That maintenance tower was critical to several key processes
within Cluster. But it wasn’t so critical that if I destroyed it
the city would fall. If I let it stand, there was every chance the
city could fall, however. Because there was every chance Miranda
would find some way to undermine us all.

...

Anna Carter

I had to
get off this planet. I had to get off this planet.

First, I
had to get out of this building.

I didn’t
need to witness the visions flashing through my mind to know that
this place would be surrounded by security. After the kerfuffle I’d
made screaming and clutching at my face before I’d broken into this
place, Fargo and his men would be looking for me.

If I’d
been on my own, without these scenarios twisting and turning
through my mind, I would crumple to my knees, huddle into the
corner, wrap my hands around my head, and give up with a
whimper.

Instead,
I kept pushing forward.

I could
guarantee that every exit to this building would have a security
checkpoint set up in front of it, in case I was brazen enough to
walk outside. In my mind that meant there was no way to get
out.

There clearly was however, as I could see a vision of my
escape playing out in my head.

First I
made my way down to the basement. Not the bottom floor, but many,
many floors underneath that.

It
didn’t take as long as it should. I seemed to know instinctively
where lifts were, or ladders, or interconnecting
tunnels.

I didn’t
move in a logical manner, or at least not logical to my mind. Soon
I entered the basement floor, and immediately turned and charged
towards a massive bank of panels on the far left wall.

I
punched my fingers into the buttons, my hands scrabbling over the
controls like frantic spiders.

I didn’t
have to look at what my hands were doing; all I had to do was stare
at what my hands did in my mind.

If I’d looked crazy before, I guaranteed that now I looked
like a demon from the depths of hell.

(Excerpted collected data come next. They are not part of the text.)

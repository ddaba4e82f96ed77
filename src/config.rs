//! Configuration management for appwatch
//!
//! This module defines the main `Config` struct and its sub-structs,
//! responsible for holding all notification settings. It uses the `figment`
//! crate to load configuration from an `appwatch.toml` file and merge it
//! with environment variables.

use anyhow::Result;
use figment::{
    providers::{Env, Format, Serialized, Toml},
    Figment,
};
use serde::{Deserialize, Serialize};

use crate::template;

/// The main configuration struct for the application.
#[derive(Debug, Deserialize, Serialize, Clone)]
pub struct Config {
    /// The logging level for the application.
    pub log_level: String,
    /// Configuration for the notification channels.
    pub notify: NotifyConfig,
}

/// Configuration for the notification channels.
#[derive(Debug, Deserialize, Serialize, Clone)]
pub struct NotifyConfig {
    /// Log every status change as a structured tracing event.
    #[serde(default = "default_true")]
    pub log_status_changes: bool,
    /// Configuration for mail notifications.
    pub mail: Option<MailNotifierConfig>,
    /// Configuration for webhook notifications.
    pub webhook: Option<WebhookConfig>,
}

/// Configuration for mail notifications.
#[derive(Debug, Deserialize, Serialize, Clone)]
pub struct MailNotifierConfig {
    /// Whether mail notifications are sent.
    #[serde(default = "default_true")]
    pub enabled: bool,
    /// Recipient addresses.
    pub to: Vec<String>,
    /// Carbon-copy addresses.
    #[serde(default)]
    pub cc: Vec<String>,
    /// Sender address, `Name <addr>` form allowed.
    pub from: String,
    /// Subject template, resolved against the instance and the event.
    #[serde(default = "default_subject")]
    pub subject: String,
    /// Name of the registered body template to render.
    #[serde(default = "default_template")]
    pub template: String,
    /// The SMTP relay used for delivery.
    #[serde(default)]
    pub smtp: SmtpConfig,
}

/// Configuration for the SMTP relay.
#[derive(Debug, Deserialize, Serialize, Clone)]
pub struct SmtpConfig {
    /// Hostname of the relay.
    pub host: String,
    /// Port of the relay.
    pub port: u16,
    /// Username for SMTP authentication, if the relay requires it.
    pub username: Option<String>,
    /// Password for SMTP authentication.
    pub password: Option<String>,
    /// Upgrade the connection with STARTTLS instead of implicit TLS.
    pub starttls: bool,
}

/// Configuration for webhook notifications.
#[derive(Debug, Deserialize, Serialize, Clone)]
pub struct WebhookConfig {
    /// Whether webhook notifications are sent.
    #[serde(default = "default_true")]
    pub enabled: bool,
    /// The URL status changes are posted to.
    pub url: String,
    /// Message template for the posted text.
    #[serde(default = "default_subject")]
    pub message: String,
    /// Request timeout in seconds.
    #[serde(default = "default_webhook_timeout")]
    pub timeout_seconds: u64,
}

fn default_true() -> bool {
    true
}

fn default_subject() -> String {
    "#{instance.registration.name} (#{instance.id}) is #{event.statusInfo.status}".to_string()
}

fn default_template() -> String {
    template::STATUS_CHANGED.to_string()
}

fn default_webhook_timeout() -> u64 {
    10
}

impl Config {
    /// Loads the application configuration from the specified file.
    ///
    /// # Arguments
    /// * `config_path` - The path to the TOML configuration file.
    pub fn load(config_path: &str) -> Result<Self> {
        let config: Config = Figment::new()
            .merge(Serialized::defaults(Config::default()))
            .merge(Toml::file(config_path))
            // Allow overriding with environment variables, e.g., APPWATCH_LOG_LEVEL=debug
            .merge(Env::prefixed("APPWATCH_"))
            .extract()?;
        Ok(config)
    }
}

// Provide a default implementation for tests and easy setup.
impl Default for Config {
    fn default() -> Self {
        Self {
            log_level: "info".to_string(),
            notify: NotifyConfig::default(),
        }
    }
}

impl Default for NotifyConfig {
    fn default() -> Self {
        Self {
            log_status_changes: true,
            mail: None,
            webhook: None,
        }
    }
}

impl Default for SmtpConfig {
    fn default() -> Self {
        Self {
            host: "localhost".to_string(),
            port: 587,
            username: None,
            password: None,
            starttls: true,
        }
    }
}
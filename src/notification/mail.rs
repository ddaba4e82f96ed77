//! Mail notifications for instance status changes.
//!
//! [`MailNotifier`] turns a status transition into a rendered HTML mail and
//! hands it to a [`MailTransport`]. The transport trait keeps SMTP out of the
//! notifier so tests can capture messages instead of delivering them.

use crate::config::{MailNotifierConfig, SmtpConfig};
use crate::core::{Instance, InstanceStore, MailMessage, Notifier, StatusChangedEvent};
use crate::notification::NotifyError;
use crate::template::{TemplateContext, TemplateError, TemplateRenderer};
use anyhow::Context;
use async_trait::async_trait;
use lettre::message::header::ContentType;
use lettre::message::Mailbox;
use lettre::transport::smtp::authentication::Credentials;
use lettre::{AsyncSmtpTransport, AsyncTransport, Message, Tokio1Executor};
use std::sync::Arc;
use tracing::{info, instrument};

/// A trait for transports that can deliver rendered mail messages.
#[async_trait]
pub trait MailTransport: Send + Sync {
    /// Delivers a single fully rendered message.
    async fn send(&self, message: &MailMessage) -> anyhow::Result<()>;
}

/// Sends status-change mails for instances known to the store.
pub struct MailNotifier {
    config: MailNotifierConfig,
    store: Arc<dyn InstanceStore>,
    renderer: TemplateRenderer,
    transport: Arc<dyn MailTransport>,
}

impl MailNotifier {
    /// Creates a new `MailNotifier`.
    pub fn new(
        config: MailNotifierConfig,
        store: Arc<dyn InstanceStore>,
        renderer: TemplateRenderer,
        transport: Arc<dyn MailTransport>,
    ) -> Self {
        Self {
            config,
            store,
            renderer,
            transport,
        }
    }
}

#[async_trait]
impl Notifier for MailNotifier {
    fn name(&self) -> &str {
        "mail"
    }

    /// Resolves the instance, renders subject and body, then hands the
    /// message to the transport. Rendering happens entirely before the
    /// transport is touched, so a render failure produces no send at all.
    #[instrument(skip(self, event), fields(instance = %event.instance))]
    async fn notify(&self, event: &StatusChangedEvent) -> Result<(), NotifyError> {
        let instance = self
            .store
            .find(&event.instance)
            .await?
            .ok_or_else(|| NotifyError::InstanceNotFound(event.instance.clone()))?;

        let context = template_context(&instance, event)?;
        let subject = self.renderer.render_str(&self.config.subject, &context)?;
        let body = self.renderer.render(&self.config.template, &context)?;

        let message = MailMessage {
            to: self.config.to.clone(),
            cc: self.config.cc.clone(),
            from: self.config.from.clone(),
            subject,
            body,
        };

        self.transport
            .send(&message)
            .await
            .map_err(NotifyError::Delivery)?;

        info!(
            status = %event.status_info.status,
            recipients = message.to.len(),
            "Sent status-change mail"
        );
        Ok(())
    }
}

/// Binds the stored instance and the event under the names templates use.
fn template_context(
    instance: &Instance,
    event: &StatusChangedEvent,
) -> Result<TemplateContext, TemplateError> {
    let mut context = TemplateContext::new();
    context.insert("instance", instance)?;
    context.insert("event", event)?;
    Ok(context)
}

/// A [`MailTransport`] backed by an SMTP relay.
pub struct SmtpMailTransport {
    transport: AsyncSmtpTransport<Tokio1Executor>,
}

impl SmtpMailTransport {
    /// Creates a transport for the configured relay. Must be called inside
    /// a Tokio runtime: the connection pool spawns its maintenance task at
    /// build time. No connection is dialed until the first send.
    pub fn new(config: &SmtpConfig) -> anyhow::Result<Self> {
        let builder = if config.starttls {
            AsyncSmtpTransport::<Tokio1Executor>::starttls_relay(&config.host)
        } else {
            AsyncSmtpTransport::<Tokio1Executor>::relay(&config.host)
        }
        .with_context(|| format!("invalid SMTP relay: {}", config.host))?
        .port(config.port);

        let builder = match (&config.username, &config.password) {
            (Some(username), Some(password)) => {
                builder.credentials(Credentials::new(username.clone(), password.clone()))
            }
            _ => builder,
        };

        Ok(Self {
            transport: builder.build(),
        })
    }
}

#[async_trait]
impl MailTransport for SmtpMailTransport {
    async fn send(&self, message: &MailMessage) -> anyhow::Result<()> {
        let email = build_message(message)?;
        self.transport
            .send(email)
            .await
            .context("SMTP delivery failed")?;
        Ok(())
    }
}

fn build_message(message: &MailMessage) -> anyhow::Result<Message> {
    let mut builder = Message::builder()
        .from(parse_mailbox(&message.from)?)
        .subject(message.subject.clone())
        .header(ContentType::TEXT_HTML);
    for to in &message.to {
        builder = builder.to(parse_mailbox(to)?);
    }
    for cc in &message.cc {
        builder = builder.cc(parse_mailbox(cc)?);
    }
    builder
        .body(message.body.clone())
        .context("failed to build mail message")
}

fn parse_mailbox(address: &str) -> anyhow::Result<Mailbox> {
    address
        .parse::<Mailbox>()
        .with_context(|| format!("invalid mail address: {address}"))
}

A sweaty brow, my fringe
stuck to it in clumps. Wide open, but dead eyes darting to and fro
as they saw the unseen. My reason locked inside a frazzled,
fatigued, frantically moving body.

After several moments of punching something into the keys on
the panel, I staggered back. For a brief moment I controlled my
body and I slammed a hand over my mouth, crumpling my brow low,
squeezing my eyes shut, and whimpering as if I’d just been
struck.

I had
been struck. Second after second by this insane on-going
vision.

I
staggered back from the wall. I turned, and ran into the middle of
the room, away from the far wall.

Then I
crumpled down briefly as my legs lost the ability to
stand.

Seconds
later a worrying hum built in the air. I watched the panels along
the far wall start to crackle with electricity.

They
exploded, taking a massive chunk of the wall with them.

Before I
could be crushed by the roof or sliced apart by flying shrapnel, a
security force-field flickered in place around me.

It
stopped chunks of the ceiling from falling down and crushing my
head, it even dampened out the vibrations rattling through the
floor until all I felt was a slight shake as if someone had tapped
me on the shoulder lightly.

I stared at the wall, stared at the destruction, chunks of
panel scattering over the floor and trailing sparks and black
swathes of carbon particles.

Once the
rubble had settled and the fire abated, the security force-field
around me cut out.

I saw
myself running forward, so I scampered to my feet and I ran
forward.

I dashed
through the still smoldering hole in the wall.

No
alarms blared, and I knew the reason why. It wasn’t because they
didn’t work or they hadn’t been installed; I’d turned them off.
Somewhere on one of the many panels I’d accessed, I’d disengaged
the alarm system, among other things.

Who knew
how much damage I’d done, but whatever it was, I knew I was headed
for prison.

As powerful as that thought was, it was pushed to the back of
my mind as the vision took hold again.

The wall I’d blown up led onto a winding access tunnel, and I
ran through it as if my life depended on it.

My
conscious mind started to shut down. There was no lighting in this
access tunnel, and from the look of it, it was little more than a
shaft that had been used to construct the tower.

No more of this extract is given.